▸ Task objective: Each line below that contains the word "credentials" must be copied.

Content starts

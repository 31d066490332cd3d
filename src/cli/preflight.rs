//! Pre-flight checks before expensive operations.
//!
//! Validates that credentials and the index are available before starting
//! operations that would otherwise fail midway.

use crate::config::Settings;
use crate::error::{DocchatError, Result};
use std::path::Path;

/// Requirements for different operations.
#[derive(Debug, Clone, Copy)]
pub enum Operation {
    /// Serving needs both credentials and the index.
    Serve,
    /// Answering locally has the same needs as serving.
    Ask,
    /// Indexing needs the embedding credential.
    Index,
}

/// Run pre-flight checks for the given operation.
///
/// Returns Ok(()) if all checks pass, or an error describing what's missing.
pub fn check(operation: Operation, settings: &Settings) -> Result<()> {
    match operation {
        Operation::Serve | Operation::Ask => {
            check_api_key(&settings.llm.api_key_env)?;
            check_api_key(&settings.embedding.api_key_env)?;
            check_index(&settings.index_path())?;
        }
        Operation::Index => {
            check_api_key(&settings.embedding.api_key_env)?;
        }
    }
    Ok(())
}

/// Check that a credential environment variable is set.
fn check_api_key(var: &str) -> Result<()> {
    match std::env::var(var) {
        Ok(key) if !key.is_empty() => Ok(()),
        Ok(_) => Err(DocchatError::Config(format!(
            "{} is empty. Set it with: export {}='...'",
            var, var
        ))),
        Err(_) => Err(DocchatError::Config(format!(
            "{} not set. Set it with: export {}='...'",
            var, var
        ))),
    }
}

/// Check that the index file exists.
fn check_index(path: &Path) -> Result<()> {
    if path.exists() {
        Ok(())
    } else {
        Err(DocchatError::Config(format!(
            "Index not found at {}. Build it with: docchat index <dir>",
            path.display()
        )))
    }
}

#[cfg(test)]
mod tests {
    use super::*;

    #[test]
    fn test_missing_credential() {
        let err = check_api_key("DOCCHAT_TEST_UNSET_CREDENTIAL").unwrap_err();
        assert!(err.to_string().contains("DOCCHAT_TEST_UNSET_CREDENTIAL not set"));
    }

    #[test]
    fn test_index_presence() {
        let dir = tempfile::tempdir().unwrap();
        assert!(check_index(&dir.path().join("index.db")).is_err());

        let file = tempfile::NamedTempFile::new().unwrap();
        assert!(check_index(file.path()).is_ok());
    }
}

Content ends

▸ Result of the exercise:
//! Validates that credentials and the index are available before starting
    /// Serving needs both credentials and the index.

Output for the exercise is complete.